→ **Assignment**: Pull out from the material below all lines with "behind".

→ **Supplied records**:
══════════

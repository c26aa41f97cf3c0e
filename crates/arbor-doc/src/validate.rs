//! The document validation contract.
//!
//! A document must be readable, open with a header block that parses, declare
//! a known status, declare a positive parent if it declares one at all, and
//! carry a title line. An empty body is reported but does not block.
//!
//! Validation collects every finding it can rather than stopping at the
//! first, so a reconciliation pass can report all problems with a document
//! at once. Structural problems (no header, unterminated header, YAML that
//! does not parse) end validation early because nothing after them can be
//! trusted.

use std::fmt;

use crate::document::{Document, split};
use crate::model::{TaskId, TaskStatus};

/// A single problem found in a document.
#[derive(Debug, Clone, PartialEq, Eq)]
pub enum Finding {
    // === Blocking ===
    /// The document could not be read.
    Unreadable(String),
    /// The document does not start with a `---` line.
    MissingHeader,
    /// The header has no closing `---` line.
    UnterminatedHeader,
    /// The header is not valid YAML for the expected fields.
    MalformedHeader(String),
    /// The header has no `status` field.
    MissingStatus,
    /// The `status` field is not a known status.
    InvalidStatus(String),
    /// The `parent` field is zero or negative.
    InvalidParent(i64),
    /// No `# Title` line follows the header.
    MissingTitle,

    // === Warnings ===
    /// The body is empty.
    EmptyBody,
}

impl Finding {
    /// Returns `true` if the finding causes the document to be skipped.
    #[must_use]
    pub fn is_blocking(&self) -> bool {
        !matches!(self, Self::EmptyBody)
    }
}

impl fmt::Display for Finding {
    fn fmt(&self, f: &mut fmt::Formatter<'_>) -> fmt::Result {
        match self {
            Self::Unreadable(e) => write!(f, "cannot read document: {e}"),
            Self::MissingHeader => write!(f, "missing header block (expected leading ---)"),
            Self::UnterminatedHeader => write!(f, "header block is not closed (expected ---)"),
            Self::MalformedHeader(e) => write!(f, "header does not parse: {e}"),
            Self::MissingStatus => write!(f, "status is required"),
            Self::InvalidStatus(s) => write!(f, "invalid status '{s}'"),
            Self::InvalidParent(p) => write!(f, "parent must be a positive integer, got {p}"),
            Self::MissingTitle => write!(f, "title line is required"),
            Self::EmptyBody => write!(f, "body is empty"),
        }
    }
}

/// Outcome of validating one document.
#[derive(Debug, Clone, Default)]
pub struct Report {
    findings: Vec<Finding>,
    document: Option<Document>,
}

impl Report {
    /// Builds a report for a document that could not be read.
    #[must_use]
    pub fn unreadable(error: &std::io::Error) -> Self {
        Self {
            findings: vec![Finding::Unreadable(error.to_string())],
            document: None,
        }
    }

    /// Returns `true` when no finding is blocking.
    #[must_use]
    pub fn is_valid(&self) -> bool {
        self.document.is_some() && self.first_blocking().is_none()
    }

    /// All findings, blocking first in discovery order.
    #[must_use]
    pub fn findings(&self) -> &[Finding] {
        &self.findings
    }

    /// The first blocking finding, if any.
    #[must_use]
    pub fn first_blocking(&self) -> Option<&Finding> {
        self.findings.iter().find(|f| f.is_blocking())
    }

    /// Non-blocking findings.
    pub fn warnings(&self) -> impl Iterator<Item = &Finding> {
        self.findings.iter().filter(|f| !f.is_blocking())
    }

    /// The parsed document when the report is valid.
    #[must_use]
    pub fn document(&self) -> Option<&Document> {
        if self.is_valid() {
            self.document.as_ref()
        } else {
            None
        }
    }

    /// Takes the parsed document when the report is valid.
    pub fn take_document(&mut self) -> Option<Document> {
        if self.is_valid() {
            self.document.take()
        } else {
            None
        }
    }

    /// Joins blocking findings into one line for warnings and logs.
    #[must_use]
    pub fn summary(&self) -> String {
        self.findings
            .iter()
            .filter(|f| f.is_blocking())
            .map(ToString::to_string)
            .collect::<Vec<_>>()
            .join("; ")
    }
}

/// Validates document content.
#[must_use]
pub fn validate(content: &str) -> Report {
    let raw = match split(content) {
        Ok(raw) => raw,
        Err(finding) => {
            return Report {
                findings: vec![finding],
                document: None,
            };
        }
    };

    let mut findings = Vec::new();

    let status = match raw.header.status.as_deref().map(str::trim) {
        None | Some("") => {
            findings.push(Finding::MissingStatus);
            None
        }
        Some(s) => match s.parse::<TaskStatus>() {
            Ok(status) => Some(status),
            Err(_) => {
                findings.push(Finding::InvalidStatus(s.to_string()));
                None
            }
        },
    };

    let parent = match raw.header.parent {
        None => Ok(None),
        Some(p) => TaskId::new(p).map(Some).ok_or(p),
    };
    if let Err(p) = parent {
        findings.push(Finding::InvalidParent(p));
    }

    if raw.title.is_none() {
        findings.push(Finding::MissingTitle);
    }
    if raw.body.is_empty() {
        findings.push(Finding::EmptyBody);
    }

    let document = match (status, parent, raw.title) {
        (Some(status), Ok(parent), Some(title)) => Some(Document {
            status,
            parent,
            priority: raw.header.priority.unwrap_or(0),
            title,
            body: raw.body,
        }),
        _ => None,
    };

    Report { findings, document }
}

══════════

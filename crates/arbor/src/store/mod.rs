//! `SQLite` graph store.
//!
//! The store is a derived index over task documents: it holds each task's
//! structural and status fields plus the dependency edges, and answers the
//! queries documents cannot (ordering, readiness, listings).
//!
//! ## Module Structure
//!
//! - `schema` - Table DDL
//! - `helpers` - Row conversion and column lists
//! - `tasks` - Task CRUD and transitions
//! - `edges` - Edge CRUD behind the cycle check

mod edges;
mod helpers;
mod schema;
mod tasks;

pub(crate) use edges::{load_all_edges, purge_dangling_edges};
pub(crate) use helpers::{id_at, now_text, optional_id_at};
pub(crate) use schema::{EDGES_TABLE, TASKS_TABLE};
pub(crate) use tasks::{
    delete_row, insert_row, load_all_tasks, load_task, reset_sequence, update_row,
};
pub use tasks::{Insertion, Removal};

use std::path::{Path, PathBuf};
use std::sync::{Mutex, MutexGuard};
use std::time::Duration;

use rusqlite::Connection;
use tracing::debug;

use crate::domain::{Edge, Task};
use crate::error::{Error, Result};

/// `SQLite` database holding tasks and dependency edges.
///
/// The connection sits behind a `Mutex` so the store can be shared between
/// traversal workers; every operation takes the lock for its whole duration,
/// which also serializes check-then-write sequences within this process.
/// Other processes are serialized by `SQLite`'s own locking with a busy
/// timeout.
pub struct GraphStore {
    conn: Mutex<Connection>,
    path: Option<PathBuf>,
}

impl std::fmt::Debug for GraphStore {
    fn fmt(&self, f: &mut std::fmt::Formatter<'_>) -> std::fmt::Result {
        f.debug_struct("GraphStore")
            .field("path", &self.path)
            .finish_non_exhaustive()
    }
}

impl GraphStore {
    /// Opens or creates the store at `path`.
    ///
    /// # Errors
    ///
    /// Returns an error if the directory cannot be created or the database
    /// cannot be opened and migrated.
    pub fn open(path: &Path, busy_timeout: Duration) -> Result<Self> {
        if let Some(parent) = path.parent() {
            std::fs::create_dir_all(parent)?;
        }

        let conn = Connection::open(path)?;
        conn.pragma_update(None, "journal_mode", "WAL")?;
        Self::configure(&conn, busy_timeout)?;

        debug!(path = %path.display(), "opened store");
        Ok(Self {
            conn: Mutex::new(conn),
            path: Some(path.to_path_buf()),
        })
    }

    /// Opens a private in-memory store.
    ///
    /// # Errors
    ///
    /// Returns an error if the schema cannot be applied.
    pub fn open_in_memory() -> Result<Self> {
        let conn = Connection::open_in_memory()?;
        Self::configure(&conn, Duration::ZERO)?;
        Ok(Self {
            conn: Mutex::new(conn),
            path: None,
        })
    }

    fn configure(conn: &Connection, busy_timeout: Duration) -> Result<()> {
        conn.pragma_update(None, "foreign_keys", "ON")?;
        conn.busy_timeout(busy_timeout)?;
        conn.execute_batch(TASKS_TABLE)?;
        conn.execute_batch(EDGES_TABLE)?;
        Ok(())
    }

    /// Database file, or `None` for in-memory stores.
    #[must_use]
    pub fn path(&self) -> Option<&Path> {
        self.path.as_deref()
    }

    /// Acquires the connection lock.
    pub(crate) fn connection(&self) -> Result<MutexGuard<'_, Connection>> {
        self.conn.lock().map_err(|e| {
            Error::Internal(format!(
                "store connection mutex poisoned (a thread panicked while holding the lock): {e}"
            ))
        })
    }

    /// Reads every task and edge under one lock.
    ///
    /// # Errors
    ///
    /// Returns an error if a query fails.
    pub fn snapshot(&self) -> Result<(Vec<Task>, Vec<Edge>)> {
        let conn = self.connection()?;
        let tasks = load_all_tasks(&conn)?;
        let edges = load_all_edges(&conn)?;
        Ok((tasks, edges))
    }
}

══════════

→ **Output of the task**:
//! - `edges` - Edge CRUD behind the cycle check
/// The connection sits behind a `Mutex` so the store can be shared between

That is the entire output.